Type material: Holotype RMBH biv243_14: Myanmar: Sittaung, Pathi River, 23.xi.2016, Vikhrev leg. Paratypes: the type locality, 3 specimens (RMBH biv242_3, biv243_17 and biv243_10), Myanmar: Sittaung, reservoir at Yetho River, 3 specimens (RMBH biv244_5, biv244_2 and biv244_3), Myanmar: Sittaung, fishing ponds near Taungoo, 1 specimen (RMBH biv247_10), Myanmar: Sittaung, Myit Kyi Pauk Stream, 1 specimen (RMBH no. biv250_13), 23–26.xi.2016, Vikhrev leg.

Etymology: This species is named after Dr. Rolf Arthur Max Brandt (1917–1989), a famous German malacologist, who studied the mussels of Southeast Asia.

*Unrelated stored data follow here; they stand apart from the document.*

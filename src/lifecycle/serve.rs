//! Serve orchestration.
//!
//! # Sequence
//! ```text
//! build router ──✗──▶ return RouterError (nothing else runs)
//!     │
//!     ▼
//! init cache client (best effort)
//!     │
//!     ▼
//! wrap handler: CORS → no-cache
//!     │
//!     ▼
//! listen(config, handler, admin(revision), metrics)   blocks until shutdown
//!     │  (errors logged, never returned)
//!     ▼
//! router shutdown / drain, exactly once
//! ```

use std::future::Future;

use axum::Router;

use crate::admin::admin_router;
use crate::cache::CacheClient;
use crate::config::GatewayConfig;
use crate::error::GatewayError;
use crate::http::middleware::wrap_handler;
use crate::http::server::{HttpServer, ServeError};
use crate::lifecycle::shutdown::ShutdownSignal;
use crate::observability::MetricsEngine;
use crate::random::RandomSource;
use crate::revision::Revision;
use crate::routing::{AuctionRouter, RouterError};

/// A router as seen by the orchestrator.
pub trait GatewayRouter: Send {
    fn handler(&self) -> Router;

    fn metrics_engine(&self) -> MetricsEngine;

    /// Drain and release. Consumes the router.
    fn shutdown(self) -> impl Future<Output = ()> + Send;
}

impl GatewayRouter for AuctionRouter {
    fn handler(&self) -> Router {
        AuctionRouter::handler(self)
    }

    fn metrics_engine(&self) -> MetricsEngine {
        AuctionRouter::metrics_engine(self)
    }

    fn shutdown(self) -> impl Future<Output = ()> + Send {
        AuctionRouter::shutdown(self)
    }
}

/// The collaborators one serve cycle is assembled from.
pub trait Components: Send + Sync {
    type Router: GatewayRouter;

    fn build_router(&self, config: &GatewayConfig) -> Result<Self::Router, RouterError>;

    fn init_cache(&self, base_url: &str);

    /// Serve until `shutdown` fires or the listener fails.
    fn listen(
        &self,
        config: &GatewayConfig,
        handler: Router,
        admin: Router,
        metrics: MetricsEngine,
        shutdown: ShutdownSignal,
    ) -> impl Future<Output = Result<(), ServeError>> + Send;
}

/// Production collaborators.
#[derive(Debug, Clone)]
pub struct GatewayComponents {
    rng: RandomSource,
    cache: CacheClient,
}

impl GatewayComponents {
    pub fn new(rng: RandomSource) -> Self {
        Self {
            rng,
            cache: CacheClient::new(),
        }
    }
}

impl Components for GatewayComponents {
    type Router = AuctionRouter;

    fn build_router(&self, config: &GatewayConfig) -> Result<AuctionRouter, RouterError> {
        AuctionRouter::build(config, self.rng.clone(), self.cache.clone())
    }

    fn init_cache(&self, base_url: &str) {
        self.cache.init(base_url);
    }

    async fn listen(
        &self,
        config: &GatewayConfig,
        handler: Router,
        admin: Router,
        metrics: MetricsEngine,
        shutdown: ShutdownSignal,
    ) -> Result<(), ServeError> {
        HttpServer::bind(config)
            .await?
            .run(handler, admin, metrics, shutdown)
            .await
    }
}

/// Runs one serve cycle per call.
pub struct ServeOrchestrator<C> {
    components: C,
    revision: Revision,
}

impl<C: Components> ServeOrchestrator<C> {
    pub fn new(components: C, revision: Revision) -> Self {
        Self {
            components,
            revision,
        }
    }

    pub fn revision(&self) -> &Revision {
        &self.revision
    }

    /// Build, serve until `shutdown`, then drain. Only router construction
    /// failures are returned.
    pub async fn run(
        &self,
        config: &GatewayConfig,
        shutdown: ShutdownSignal,
    ) -> Result<(), GatewayError> {
        let router = self.components.build_router(config)?;

        self.components.init_cache(&config.cache.base_url());

        let handler = wrap_handler(router.handler());
        let admin = admin_router(&self.revision);

        tracing::info!(revision = %self.revision, "Serving");
        if let Err(e) = self
            .components
            .listen(config, handler, admin, router.metrics_engine(), shutdown)
            .await
        {
            tracing::error!(error = %e, "Listener stopped with error");
        }

        match config.shutdown.drain_timeout() {
            Some(limit) => {
                if tokio::time::timeout(limit, router.shutdown()).await.is_err() {
                    tracing::warn!(timeout = ?limit, "Router drain timed out");
                }
            }
            None => router.shutdown().await,
        }

        Ok(())
    }
}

Diagnosis: The new species is similar to L. savadiensis, but differs by a smaller shell, shallow anterior and posterior adductor scars, and fixed nucleotide substitutions (Table 2).

Description: Shell oval or trapezoidal, elongated, with more or less pronounced postdorsal wing, thin, inequilateral, not inflated. Posterior ridge broad, angular. SL 48.6–62.6 mm, SH 28.5–35.5 mm, SW 15.2–21.1 mm. Shell sculpture not strong. Periostracum smooth, brown, with yellowish concentric bands, mainly along the ventral margin; nacre white-bluish, shining. Umbo not prominent, beak sculpture slightly prominent. Left valve with two parallel lateral teeth and one lamellar pseudocardinal. Right valve with a single straight lateral tooth and two thin lamellar pseudocardinals. Umbo cavity not deep. Muscle adductor scars are shallow.

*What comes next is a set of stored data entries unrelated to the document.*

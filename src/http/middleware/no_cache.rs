//! Response headers that keep intermediaries from caching auction responses.

use axum::http::{header, HeaderValue};
use axum::Router;
use tower::ServiceBuilder;
use tower_http::set_header::SetResponseHeaderLayer;

/// Wrap `router` so every response carries no-cache headers.
pub fn no_cache(router: Router) -> Router {
    router.layer(
        ServiceBuilder::new()
            .layer(SetResponseHeaderLayer::overriding(
                header::CACHE_CONTROL,
                HeaderValue::from_static("no-cache, no-store, must-revalidate"),
            ))
            .layer(SetResponseHeaderLayer::overriding(
                header::PRAGMA,
                HeaderValue::from_static("no-cache"),
            ))
            .layer(SetResponseHeaderLayer::overriding(
                header::EXPIRES,
                HeaderValue::from_static("0"),
            )),
    )
}
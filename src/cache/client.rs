//! Bid cache client.
//!
//! # Responsibilities
//! - Hold the cache base URL once initialized
//! - Store JSON values and return their cache keys
//!
//! # Design Decisions
//! - Initialization is best effort and never fails the caller
//! - Clones share one initialization slot, so a handle given out before
//!   `init` observes the endpoint afterwards

use std::sync::Arc;

use arc_swap::ArcSwapOption;
use reqwest::StatusCode;
use serde::{Deserialize, Serialize};
use serde_json::Value;
use thiserror::Error;
use url::Url;

/// Errors from cache operations.
#[derive(Debug, Error)]
pub enum CacheError {
    #[error("cache client has not been initialized")]
    NotInitialized,

    #[error("cache request failed: {0}")]
    Http(#[from] reqwest::Error),

    #[error("cache responded with {0}")]
    Status(StatusCode),

    #[error("cache returned {got} keys for {expected} values")]
    KeyCount { expected: usize, got: usize },
}

#[derive(Debug)]
struct Endpoint {
    base: Url,
    cache: Url,
}

#[derive(Serialize)]
struct PutRequest<'a> {
    puts: Vec<PutObject<'a>>,
}

#[derive(Serialize)]
struct PutObject<'a> {
    #[serde(rename = "type")]
    kind: &'static str,
    value: &'a Value,
}

#[derive(Deserialize)]
struct PutResponse {
    responses: Vec<PutKey>,
}

#[derive(Deserialize)]
struct PutKey {
    uuid: String,
}

/// Client for the external bid cache.
#[derive(Clone, Default)]
pub struct CacheClient {
    endpoint: Arc<ArcSwapOption<Endpoint>>,
    http: reqwest::Client,
}

impl CacheClient {
    pub fn new() -> Self {
        Self::default()
    }

    /// Point the client at `base_url`. An unusable URL is logged and leaves
    /// the client uninitialized.
    pub fn init(&self, base_url: &str) {
        let parsed = Url::parse(base_url).and_then(|base| {
            let cache = base.join("cache")?;
            Ok(Endpoint { base, cache })
        });

        match parsed {
            Ok(endpoint) => {
                tracing::info!(base_url = %endpoint.base, "Cache client initialized");
                self.endpoint.store(Some(Arc::new(endpoint)));
            }
            Err(e) => {
                tracing::warn!(base_url, error = %e, "Cache base URL unusable, caching disabled");
            }
        }
    }

    pub fn is_initialized(&self) -> bool {
        self.endpoint.load().is_some()
    }

    /// Store `values` and return one cache key per value, in order.
    pub async fn put(&self, values: &[Value]) -> Result<Vec<String>, CacheError> {
        let endpoint = self.endpoint.load_full().ok_or(CacheError::NotInitialized)?;
        if values.is_empty() {
            return Ok(Vec::new());
        }

        let body = PutRequest {
            puts: values
                .iter()
                .map(|value| PutObject { kind: "json", value })
                .collect(),
        };

        let response = self
            .http
            .post(endpoint.cache.clone())
            .json(&body)
            .send()
            .await?;

        let status = response.status();
        if !status.is_success() {
            return Err(CacheError::Status(status));
        }

        let parsed: PutResponse = response.json().await?;
        if parsed.responses.len() != values.len() {
            return Err(CacheError::KeyCount {
                expected: values.len(),
                got: parsed.responses.len(),
            });
        }

        tracing::debug!(count = values.len(), "Stored values in cache");
        Ok(parsed.responses.into_iter().map(|k| k.uuid).collect())
    }
}

impl std::fmt::Debug for CacheClient {
    fn fmt(&self, f: &mut std::fmt::Formatter<'_>) -> std::fmt::Result {
        f.debug_struct("CacheClient")
            .field("endpoint", &self.endpoint.load_full().map(|e| e.base.as_str().to_owned()))
            .finish()
    }
}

Distribution: Sittaung River Basin.

Genus Trapezidens Bolotov, Vikhrev et Konopleva gen. nov.

Type Species: Unio exolescens Gould, 1843 (type locality: Tavoy, Burmah)

Comments: A small remarkable genus with three species: T. exolescens comb. nov., T. obesa stat. res. et comb. nov. (with three subspecies) and T. scutum comb. nov. (Table 3).

Diagnosis: Shell slightly thickened, of trapezoidal or elliptical shape, umbo indistinct and situated near the anterior end. Pseudocardinal teeth well developed, triangular; laterals strait and thick. Anterior adductor scar round and rather deep.

Etymology: This genus is named after its type species, Unio exolescens, which was erroneously considered a member of another genus, Trapezoideus Simpson, 1900, due to the convergent similarity in the shell shape[25].

Distribution: Western Indo-China[9].

Trapezidens obesa feae Kondakov, Konopleva et Vikhrev ssp. nov.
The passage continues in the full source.